__LISTED RECORDS__:
● ● ● ● ●

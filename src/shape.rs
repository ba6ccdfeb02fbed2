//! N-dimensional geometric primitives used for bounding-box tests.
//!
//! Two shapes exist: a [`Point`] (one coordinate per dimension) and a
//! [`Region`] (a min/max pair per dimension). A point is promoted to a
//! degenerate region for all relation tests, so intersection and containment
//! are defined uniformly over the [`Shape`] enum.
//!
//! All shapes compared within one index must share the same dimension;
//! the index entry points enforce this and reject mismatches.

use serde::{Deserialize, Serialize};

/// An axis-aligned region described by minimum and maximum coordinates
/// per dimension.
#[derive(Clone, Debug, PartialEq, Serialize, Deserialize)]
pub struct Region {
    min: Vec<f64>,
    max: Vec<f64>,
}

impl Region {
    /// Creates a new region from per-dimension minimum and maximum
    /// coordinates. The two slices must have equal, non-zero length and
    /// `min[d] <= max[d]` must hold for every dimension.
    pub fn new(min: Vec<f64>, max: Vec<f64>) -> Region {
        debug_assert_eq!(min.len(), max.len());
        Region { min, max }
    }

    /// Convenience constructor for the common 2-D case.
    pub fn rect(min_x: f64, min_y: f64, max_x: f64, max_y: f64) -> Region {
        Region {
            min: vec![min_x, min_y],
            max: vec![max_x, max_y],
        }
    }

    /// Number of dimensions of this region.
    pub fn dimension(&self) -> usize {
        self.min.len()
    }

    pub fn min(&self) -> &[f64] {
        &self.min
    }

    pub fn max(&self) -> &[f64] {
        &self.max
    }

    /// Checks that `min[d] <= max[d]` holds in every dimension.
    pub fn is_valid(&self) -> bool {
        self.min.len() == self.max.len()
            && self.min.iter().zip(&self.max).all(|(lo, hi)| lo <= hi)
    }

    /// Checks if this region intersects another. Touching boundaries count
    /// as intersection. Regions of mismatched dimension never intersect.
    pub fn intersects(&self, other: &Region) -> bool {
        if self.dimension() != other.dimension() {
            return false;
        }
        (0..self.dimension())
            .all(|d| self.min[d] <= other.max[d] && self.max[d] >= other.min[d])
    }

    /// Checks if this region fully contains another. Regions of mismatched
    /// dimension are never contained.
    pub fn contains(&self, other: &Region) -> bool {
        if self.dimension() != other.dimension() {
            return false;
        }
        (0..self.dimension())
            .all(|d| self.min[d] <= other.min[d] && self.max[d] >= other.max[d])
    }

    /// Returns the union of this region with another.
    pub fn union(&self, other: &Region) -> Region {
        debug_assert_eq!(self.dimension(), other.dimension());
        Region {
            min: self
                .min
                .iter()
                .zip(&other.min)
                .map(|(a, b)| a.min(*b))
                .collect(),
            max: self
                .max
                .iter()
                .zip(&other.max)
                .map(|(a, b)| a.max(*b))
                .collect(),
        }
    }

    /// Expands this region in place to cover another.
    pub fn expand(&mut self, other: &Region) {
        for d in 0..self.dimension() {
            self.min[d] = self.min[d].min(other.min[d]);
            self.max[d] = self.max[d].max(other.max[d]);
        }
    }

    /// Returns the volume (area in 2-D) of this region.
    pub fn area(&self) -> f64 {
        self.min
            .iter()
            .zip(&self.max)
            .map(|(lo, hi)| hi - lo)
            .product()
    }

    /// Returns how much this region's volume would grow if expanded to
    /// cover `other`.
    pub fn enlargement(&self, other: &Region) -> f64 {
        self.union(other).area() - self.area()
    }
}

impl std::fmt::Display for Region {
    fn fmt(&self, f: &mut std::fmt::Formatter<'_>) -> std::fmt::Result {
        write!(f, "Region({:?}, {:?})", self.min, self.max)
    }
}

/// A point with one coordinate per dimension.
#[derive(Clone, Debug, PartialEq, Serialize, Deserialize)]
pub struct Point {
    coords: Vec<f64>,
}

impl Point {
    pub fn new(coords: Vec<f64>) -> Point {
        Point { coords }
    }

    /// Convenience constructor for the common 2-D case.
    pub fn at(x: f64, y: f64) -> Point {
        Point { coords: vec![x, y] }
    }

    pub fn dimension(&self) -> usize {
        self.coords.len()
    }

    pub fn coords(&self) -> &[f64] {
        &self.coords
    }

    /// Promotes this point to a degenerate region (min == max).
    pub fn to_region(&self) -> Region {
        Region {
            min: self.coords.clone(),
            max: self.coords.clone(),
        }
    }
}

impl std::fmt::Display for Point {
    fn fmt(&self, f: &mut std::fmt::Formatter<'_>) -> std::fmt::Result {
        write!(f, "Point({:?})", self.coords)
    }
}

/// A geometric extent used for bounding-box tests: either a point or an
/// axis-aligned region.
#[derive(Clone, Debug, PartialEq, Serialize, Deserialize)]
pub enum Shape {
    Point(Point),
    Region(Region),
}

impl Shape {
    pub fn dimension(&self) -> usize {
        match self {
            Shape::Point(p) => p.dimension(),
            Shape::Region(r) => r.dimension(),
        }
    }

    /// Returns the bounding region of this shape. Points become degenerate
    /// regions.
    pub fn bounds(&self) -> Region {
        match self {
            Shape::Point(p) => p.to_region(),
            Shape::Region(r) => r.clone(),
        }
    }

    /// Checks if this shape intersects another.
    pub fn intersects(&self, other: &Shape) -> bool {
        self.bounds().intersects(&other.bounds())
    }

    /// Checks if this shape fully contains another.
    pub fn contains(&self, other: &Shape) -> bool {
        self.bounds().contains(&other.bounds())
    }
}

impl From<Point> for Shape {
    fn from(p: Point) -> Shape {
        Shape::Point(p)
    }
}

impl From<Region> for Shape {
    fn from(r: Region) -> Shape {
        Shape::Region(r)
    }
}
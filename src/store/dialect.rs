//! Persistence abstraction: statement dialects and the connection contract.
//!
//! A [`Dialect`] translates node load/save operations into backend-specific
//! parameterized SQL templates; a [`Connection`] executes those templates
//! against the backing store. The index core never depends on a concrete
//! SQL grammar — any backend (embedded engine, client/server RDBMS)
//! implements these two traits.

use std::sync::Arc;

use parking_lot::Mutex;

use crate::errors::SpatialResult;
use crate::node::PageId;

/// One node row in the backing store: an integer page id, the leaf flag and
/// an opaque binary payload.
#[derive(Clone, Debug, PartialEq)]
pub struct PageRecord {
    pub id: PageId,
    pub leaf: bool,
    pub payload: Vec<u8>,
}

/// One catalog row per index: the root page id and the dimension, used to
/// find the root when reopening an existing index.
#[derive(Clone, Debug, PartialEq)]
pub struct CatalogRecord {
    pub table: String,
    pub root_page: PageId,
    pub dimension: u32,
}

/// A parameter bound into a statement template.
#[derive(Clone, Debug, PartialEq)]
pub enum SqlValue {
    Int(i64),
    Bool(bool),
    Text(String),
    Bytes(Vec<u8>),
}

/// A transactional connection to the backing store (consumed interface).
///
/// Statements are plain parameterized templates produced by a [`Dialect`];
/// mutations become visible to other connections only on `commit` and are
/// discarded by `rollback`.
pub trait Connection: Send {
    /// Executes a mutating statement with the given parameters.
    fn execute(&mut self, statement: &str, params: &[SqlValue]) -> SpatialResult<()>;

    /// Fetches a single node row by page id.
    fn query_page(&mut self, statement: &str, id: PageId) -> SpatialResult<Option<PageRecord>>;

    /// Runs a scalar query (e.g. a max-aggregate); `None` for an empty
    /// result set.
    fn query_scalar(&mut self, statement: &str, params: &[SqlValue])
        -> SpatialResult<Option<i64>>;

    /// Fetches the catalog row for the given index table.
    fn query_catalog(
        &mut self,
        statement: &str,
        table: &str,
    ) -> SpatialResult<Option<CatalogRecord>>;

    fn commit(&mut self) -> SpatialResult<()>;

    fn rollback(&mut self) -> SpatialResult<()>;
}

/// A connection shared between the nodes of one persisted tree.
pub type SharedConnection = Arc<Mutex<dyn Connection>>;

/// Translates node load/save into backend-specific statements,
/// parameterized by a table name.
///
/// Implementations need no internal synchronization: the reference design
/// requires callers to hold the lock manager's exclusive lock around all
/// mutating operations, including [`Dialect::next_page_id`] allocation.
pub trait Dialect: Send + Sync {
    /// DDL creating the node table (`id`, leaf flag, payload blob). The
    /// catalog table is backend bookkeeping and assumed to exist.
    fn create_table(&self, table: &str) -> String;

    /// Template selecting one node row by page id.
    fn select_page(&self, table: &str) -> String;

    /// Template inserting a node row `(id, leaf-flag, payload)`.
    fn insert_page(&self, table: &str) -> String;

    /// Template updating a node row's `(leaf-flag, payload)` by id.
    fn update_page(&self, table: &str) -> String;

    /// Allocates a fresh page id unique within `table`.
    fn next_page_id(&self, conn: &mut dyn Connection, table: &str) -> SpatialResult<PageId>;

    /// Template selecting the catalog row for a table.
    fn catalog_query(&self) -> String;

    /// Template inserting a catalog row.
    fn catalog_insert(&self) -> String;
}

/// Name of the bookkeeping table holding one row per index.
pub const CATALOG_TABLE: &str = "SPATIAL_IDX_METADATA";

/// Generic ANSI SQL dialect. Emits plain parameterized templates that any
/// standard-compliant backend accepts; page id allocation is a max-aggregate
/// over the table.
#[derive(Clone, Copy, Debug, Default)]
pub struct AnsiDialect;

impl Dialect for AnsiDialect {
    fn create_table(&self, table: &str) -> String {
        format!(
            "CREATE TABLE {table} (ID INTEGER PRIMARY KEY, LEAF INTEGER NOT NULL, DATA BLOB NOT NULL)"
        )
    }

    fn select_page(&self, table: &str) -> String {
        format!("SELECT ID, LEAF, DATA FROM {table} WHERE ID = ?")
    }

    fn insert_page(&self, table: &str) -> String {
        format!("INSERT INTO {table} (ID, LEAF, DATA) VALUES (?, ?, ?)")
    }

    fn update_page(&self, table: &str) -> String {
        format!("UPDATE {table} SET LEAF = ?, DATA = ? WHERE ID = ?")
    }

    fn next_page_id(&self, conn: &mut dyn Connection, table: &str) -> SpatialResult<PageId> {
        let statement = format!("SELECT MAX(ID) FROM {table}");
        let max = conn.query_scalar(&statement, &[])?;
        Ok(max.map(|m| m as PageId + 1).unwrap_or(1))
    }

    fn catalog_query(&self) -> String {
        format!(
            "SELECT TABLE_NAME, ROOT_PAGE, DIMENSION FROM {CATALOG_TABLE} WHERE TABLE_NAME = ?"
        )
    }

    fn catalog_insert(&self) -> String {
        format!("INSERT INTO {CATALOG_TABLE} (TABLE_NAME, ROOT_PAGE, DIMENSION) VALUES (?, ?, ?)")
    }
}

● ● ● ● ●

__YOUR OBJECTIVE__: Go over the listing above and copy out each line that includes "Returns".

__OUTPUT OF THE EXERCISE__:
    /// Returns the union of this region with another.
    /// Returns the volume (area in 2-D) of this region.
    /// Returns how much this region's volume would grow if expanded to
    /// Returns the bounding region of this shape. Points become degenerate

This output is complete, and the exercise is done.